PROVIDED ENTRIES:
=== Section Start ===

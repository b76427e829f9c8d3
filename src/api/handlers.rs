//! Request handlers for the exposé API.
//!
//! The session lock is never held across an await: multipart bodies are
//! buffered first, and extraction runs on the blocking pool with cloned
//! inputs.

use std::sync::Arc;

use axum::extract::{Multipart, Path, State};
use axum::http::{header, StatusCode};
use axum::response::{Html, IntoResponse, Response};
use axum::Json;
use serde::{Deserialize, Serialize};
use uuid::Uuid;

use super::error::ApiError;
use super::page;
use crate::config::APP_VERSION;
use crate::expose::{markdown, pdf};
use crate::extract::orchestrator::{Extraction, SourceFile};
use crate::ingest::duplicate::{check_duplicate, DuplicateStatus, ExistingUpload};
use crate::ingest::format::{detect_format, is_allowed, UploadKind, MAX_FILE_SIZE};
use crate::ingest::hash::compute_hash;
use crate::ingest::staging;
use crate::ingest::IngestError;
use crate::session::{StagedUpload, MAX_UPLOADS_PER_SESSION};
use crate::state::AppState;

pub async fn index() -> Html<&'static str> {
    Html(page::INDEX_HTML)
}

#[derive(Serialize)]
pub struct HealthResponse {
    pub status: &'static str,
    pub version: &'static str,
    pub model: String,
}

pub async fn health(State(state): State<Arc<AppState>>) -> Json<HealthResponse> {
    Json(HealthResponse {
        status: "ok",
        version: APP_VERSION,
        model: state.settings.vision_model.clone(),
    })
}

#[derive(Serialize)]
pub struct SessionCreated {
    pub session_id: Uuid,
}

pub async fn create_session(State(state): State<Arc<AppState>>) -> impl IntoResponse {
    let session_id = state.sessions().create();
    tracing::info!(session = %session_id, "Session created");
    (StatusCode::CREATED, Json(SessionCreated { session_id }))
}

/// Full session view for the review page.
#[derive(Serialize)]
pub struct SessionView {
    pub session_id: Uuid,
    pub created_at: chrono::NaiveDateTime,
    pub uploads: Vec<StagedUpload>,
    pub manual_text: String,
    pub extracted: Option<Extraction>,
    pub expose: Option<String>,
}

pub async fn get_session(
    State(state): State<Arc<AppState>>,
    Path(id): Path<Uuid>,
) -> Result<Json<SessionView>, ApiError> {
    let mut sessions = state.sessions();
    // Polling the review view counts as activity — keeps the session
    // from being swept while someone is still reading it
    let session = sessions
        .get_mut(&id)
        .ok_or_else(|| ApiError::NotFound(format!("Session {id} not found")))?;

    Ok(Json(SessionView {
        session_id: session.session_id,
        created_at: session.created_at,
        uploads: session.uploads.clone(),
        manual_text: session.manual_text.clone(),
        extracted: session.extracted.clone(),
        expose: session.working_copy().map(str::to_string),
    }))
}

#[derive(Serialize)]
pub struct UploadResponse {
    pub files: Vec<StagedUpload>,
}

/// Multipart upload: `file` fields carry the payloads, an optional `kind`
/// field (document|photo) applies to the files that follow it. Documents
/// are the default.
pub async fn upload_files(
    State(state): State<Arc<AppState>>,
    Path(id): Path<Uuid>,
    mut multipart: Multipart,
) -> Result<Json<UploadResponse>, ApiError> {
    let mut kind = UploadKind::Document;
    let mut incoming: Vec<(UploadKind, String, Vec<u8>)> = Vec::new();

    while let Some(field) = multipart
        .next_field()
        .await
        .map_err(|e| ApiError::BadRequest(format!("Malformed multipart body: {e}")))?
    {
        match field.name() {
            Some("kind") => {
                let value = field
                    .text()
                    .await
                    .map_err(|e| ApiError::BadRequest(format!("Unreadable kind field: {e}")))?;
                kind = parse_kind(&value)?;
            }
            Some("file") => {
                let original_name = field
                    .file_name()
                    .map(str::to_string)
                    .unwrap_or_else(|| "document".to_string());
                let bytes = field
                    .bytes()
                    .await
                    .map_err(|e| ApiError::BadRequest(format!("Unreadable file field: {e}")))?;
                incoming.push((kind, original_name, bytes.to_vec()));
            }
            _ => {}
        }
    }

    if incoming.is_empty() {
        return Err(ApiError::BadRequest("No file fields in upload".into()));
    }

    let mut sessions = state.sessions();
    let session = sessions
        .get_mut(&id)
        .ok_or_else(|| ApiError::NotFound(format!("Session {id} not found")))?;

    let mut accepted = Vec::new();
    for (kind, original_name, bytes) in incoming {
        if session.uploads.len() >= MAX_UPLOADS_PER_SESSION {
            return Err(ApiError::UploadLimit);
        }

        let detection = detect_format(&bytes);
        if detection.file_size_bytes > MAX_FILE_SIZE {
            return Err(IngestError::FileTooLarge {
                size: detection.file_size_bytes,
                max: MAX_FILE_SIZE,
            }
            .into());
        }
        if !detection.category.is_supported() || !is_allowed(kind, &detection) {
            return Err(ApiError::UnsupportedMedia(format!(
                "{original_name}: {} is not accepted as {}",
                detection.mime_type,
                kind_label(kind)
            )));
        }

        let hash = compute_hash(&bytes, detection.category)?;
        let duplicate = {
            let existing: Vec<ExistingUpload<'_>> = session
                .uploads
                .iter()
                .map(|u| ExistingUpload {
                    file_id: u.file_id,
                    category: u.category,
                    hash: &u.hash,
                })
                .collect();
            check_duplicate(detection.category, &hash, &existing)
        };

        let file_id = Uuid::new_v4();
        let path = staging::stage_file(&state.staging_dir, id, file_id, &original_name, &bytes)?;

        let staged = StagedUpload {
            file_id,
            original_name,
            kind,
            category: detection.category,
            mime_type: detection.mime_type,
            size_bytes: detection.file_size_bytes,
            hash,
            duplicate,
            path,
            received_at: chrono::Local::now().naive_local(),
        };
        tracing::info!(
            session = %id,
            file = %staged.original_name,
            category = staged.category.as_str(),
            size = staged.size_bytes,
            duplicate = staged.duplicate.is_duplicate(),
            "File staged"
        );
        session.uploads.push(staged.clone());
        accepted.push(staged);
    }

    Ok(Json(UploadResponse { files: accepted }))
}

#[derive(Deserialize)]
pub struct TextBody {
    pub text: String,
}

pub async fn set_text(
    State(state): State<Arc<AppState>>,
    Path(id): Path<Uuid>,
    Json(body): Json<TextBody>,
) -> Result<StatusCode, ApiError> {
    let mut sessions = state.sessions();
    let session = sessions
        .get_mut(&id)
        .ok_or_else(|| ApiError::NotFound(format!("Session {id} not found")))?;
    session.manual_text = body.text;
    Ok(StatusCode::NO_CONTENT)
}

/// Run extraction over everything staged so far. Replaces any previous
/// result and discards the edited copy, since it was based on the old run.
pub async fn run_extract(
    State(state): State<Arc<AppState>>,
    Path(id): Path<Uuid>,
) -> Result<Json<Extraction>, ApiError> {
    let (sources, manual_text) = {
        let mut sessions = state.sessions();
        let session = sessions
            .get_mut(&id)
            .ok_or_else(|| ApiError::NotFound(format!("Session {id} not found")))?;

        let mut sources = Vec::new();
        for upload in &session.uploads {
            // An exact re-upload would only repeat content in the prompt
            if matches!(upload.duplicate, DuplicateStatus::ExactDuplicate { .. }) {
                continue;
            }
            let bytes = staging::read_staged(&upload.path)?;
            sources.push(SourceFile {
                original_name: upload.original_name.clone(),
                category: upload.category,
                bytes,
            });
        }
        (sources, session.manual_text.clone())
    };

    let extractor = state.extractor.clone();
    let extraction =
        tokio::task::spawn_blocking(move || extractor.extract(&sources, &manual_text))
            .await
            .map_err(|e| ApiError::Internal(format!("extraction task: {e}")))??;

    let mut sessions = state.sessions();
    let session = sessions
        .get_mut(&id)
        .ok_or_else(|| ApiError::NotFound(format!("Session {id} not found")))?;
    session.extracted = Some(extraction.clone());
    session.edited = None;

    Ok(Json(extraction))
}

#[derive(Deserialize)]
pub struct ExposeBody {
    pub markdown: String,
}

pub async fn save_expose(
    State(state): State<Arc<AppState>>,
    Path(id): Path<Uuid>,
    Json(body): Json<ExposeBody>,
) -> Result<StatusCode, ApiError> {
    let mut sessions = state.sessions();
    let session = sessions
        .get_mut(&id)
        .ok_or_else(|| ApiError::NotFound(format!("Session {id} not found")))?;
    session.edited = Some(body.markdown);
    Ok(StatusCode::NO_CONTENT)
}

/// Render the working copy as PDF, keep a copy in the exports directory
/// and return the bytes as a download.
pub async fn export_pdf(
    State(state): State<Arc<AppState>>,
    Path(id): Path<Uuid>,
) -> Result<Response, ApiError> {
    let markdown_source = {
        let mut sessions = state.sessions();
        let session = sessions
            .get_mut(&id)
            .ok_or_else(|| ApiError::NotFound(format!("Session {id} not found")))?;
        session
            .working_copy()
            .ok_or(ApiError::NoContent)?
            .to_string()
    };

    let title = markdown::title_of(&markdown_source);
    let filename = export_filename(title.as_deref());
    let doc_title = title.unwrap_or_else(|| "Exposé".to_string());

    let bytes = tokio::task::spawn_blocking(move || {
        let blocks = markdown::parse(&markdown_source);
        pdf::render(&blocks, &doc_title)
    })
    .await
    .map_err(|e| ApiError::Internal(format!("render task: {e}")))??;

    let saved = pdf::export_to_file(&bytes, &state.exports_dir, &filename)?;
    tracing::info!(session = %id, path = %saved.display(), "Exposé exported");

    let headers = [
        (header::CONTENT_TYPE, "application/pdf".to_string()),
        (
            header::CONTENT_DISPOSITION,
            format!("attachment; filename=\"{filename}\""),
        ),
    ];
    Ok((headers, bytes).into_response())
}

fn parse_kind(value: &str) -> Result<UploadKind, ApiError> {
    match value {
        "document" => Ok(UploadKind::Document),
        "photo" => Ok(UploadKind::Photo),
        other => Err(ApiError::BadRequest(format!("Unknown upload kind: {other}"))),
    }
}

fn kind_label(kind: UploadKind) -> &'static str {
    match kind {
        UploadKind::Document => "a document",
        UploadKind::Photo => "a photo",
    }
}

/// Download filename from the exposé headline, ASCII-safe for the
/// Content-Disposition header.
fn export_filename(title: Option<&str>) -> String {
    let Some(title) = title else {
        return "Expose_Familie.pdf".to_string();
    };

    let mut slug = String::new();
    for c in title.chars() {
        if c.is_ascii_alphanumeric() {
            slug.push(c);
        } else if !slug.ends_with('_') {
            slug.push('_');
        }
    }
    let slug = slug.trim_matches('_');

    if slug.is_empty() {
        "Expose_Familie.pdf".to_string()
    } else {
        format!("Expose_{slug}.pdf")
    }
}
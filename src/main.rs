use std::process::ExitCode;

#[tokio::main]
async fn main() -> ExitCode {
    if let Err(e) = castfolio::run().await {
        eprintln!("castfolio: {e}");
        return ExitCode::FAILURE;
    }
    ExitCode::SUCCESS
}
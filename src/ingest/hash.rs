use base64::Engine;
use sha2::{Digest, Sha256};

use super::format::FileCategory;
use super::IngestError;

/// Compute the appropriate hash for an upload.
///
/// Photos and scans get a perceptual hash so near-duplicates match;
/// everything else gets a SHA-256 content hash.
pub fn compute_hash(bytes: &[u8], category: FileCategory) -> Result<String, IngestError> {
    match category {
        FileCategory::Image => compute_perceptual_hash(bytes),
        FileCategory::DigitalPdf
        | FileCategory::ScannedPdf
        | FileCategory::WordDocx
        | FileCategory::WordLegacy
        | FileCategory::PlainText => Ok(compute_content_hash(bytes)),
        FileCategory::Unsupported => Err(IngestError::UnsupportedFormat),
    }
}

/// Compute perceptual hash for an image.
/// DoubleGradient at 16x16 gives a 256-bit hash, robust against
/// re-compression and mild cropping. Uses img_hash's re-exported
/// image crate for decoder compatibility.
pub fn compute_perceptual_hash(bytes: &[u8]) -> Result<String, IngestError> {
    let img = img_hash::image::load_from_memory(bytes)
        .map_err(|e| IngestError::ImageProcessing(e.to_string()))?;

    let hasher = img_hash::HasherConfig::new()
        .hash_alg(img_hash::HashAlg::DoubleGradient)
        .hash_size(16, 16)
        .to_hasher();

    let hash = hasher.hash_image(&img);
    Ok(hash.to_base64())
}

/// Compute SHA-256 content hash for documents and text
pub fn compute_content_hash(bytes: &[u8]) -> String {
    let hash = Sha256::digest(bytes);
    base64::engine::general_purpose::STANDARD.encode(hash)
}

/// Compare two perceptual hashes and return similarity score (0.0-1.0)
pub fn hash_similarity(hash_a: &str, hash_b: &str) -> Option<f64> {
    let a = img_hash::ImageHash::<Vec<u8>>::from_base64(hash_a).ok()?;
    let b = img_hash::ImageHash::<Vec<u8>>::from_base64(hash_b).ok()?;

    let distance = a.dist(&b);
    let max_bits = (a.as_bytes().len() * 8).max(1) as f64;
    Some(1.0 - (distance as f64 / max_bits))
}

=== Section End ===

THE TASK: Beginning with the line containing "-> Result<Response, ApiError>" in the material above, copy every line exactly until you have copied the line containing "let filename = export_filename(title.as_deref());".

EXERCISE ANSWER:
) -> Result<Response, ApiError> {
    let markdown_source = {
        let mut sessions = state.sessions();
        let session = sessions
            .get_mut(&id)
            .ok_or_else(|| ApiError::NotFound(format!("Session {id} not found")))?;
        session
            .working_copy()
            .ok_or(ApiError::NoContent)?
            .to_string()
    };

    let title = markdown::title_of(&markdown_source);
    let filename = export_filename(title.as_deref());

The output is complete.